(What you need to do)
Every line of the data needs to be returned exactly.

++++ Data for processing ++++

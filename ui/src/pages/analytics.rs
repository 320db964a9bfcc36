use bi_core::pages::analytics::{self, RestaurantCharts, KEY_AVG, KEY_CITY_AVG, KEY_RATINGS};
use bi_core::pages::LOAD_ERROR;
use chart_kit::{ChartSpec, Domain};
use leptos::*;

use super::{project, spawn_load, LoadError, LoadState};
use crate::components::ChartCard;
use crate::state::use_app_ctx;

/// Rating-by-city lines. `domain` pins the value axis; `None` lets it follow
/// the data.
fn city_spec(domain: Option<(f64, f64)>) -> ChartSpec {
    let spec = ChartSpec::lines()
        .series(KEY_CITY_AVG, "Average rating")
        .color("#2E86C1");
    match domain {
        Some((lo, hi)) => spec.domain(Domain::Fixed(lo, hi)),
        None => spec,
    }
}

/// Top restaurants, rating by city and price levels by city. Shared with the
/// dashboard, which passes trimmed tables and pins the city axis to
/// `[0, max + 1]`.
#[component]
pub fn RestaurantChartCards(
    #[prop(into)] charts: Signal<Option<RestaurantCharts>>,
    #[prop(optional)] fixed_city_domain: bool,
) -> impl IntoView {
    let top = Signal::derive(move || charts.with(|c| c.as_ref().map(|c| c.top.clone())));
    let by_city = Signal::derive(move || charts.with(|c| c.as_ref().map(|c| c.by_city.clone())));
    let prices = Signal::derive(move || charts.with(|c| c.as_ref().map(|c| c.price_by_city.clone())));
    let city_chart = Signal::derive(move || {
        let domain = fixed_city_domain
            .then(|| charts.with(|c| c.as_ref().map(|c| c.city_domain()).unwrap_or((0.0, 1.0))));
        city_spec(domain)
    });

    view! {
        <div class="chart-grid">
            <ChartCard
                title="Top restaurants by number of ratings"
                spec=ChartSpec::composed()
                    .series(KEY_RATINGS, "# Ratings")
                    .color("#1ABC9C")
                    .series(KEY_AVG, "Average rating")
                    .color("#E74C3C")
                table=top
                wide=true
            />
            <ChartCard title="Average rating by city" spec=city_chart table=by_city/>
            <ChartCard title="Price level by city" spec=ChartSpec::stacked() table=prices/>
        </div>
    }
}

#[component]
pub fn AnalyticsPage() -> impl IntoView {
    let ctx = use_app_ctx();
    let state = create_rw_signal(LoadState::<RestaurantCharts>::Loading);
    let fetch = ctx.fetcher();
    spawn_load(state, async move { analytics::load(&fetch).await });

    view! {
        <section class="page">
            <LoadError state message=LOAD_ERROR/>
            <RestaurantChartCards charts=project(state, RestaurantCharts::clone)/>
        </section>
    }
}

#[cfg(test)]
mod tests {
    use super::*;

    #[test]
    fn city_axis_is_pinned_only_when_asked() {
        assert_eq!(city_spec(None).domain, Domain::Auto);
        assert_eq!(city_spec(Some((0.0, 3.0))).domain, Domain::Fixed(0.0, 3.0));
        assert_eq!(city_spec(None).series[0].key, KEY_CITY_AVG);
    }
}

++++

(Answer space)
filename ui/src/pages/analytics.rs
repository 320db964a9bfcc36
use bi_core::pages::analytics::{self, RestaurantCharts, KEY_AVG, KEY_CITY_AVG, KEY_RATINGS};
use bi_core::pages::LOAD_ERROR;
use chart_kit::{ChartSpec, Domain};
use leptos::*;

use super::{project, spawn_load, LoadError, LoadState};
use crate::components::ChartCard;
use crate::state::use_app_ctx;

/// Rating-by-city lines. `domain` pins the value axis; `None` lets it follow
/// the data.
fn city_spec(domain: Option<(f64, f64)>) -> ChartSpec {
    let spec = ChartSpec::lines()
        .series(KEY_CITY_AVG, "Average rating")
        .color("#2E86C1");
    match domain {
        Some((lo, hi)) => spec.domain(Domain::Fixed(lo, hi)),
        None => spec,
    }
}

/// Top restaurants, rating by city and price levels by city. Shared with the
/// dashboard, which passes trimmed tables and pins the city axis to
/// `[0, max + 1]`.
#[component]
pub fn RestaurantChartCards(
    #[prop(into)] charts: Signal<Option<RestaurantCharts>>,
    #[prop(optional)] fixed_city_domain: bool,
) -> impl IntoView {
    let top = Signal::derive(move || charts.with(|c| c.as_ref().map(|c| c.top.clone())));
    let by_city = Signal::derive(move || charts.with(|c| c.as_ref().map(|c| c.by_city.clone())));
    let prices = Signal::derive(move || charts.with(|c| c.as_ref().map(|c| c.price_by_city.clone())));
    let city_chart = Signal::derive(move || {
        let domain = fixed_city_domain
            .then(|| charts.with(|c| c.as_ref().map(|c| c.city_domain()).unwrap_or((0.0, 1.0))));
        city_spec(domain)
    });

    view! {
        <div class="chart-grid">
            <ChartCard
                title="Top restaurants by number of ratings"
                spec=ChartSpec::composed()
                    .series(KEY_RATINGS, "# Ratings")
                    .color("#1ABC9C")
                    .series(KEY_AVG, "Average rating")
                    .color("#E74C3C")
                table=top
                wide=true
            />
            <ChartCard title="Average rating by city" spec=city_chart table=by_city/>
            <ChartCard title="Price level by city" spec=ChartSpec::stacked() table=prices/>
        </div>
    }
}

#[component]
pub fn AnalyticsPage() -> impl IntoView {
    let ctx = use_app_ctx();
    let state = create_rw_signal(LoadState::<RestaurantCharts>::Loading);
    let fetch = ctx.fetcher();
    spawn_load(state, async move { analytics::load(&fetch).await });

    view! {
        <section class="page">
            <LoadError state message=LOAD_ERROR/>
            <RestaurantChartCards charts=project(state, RestaurantCharts::clone)/>
        </section>
    }
}

#[cfg(test)]
mod tests {
    use super::*;

    #[test]
    fn city_axis_is_pinned_only_when_asked() {
        assert_eq!(city_spec(None).domain, Domain::Auto);
        assert_eq!(city_spec(Some((0.0, 3.0))).domain, Domain::Fixed(0.0, 3.0));
        assert_eq!(city_spec(None).series[0].key, KEY_CITY_AVG);
    }
}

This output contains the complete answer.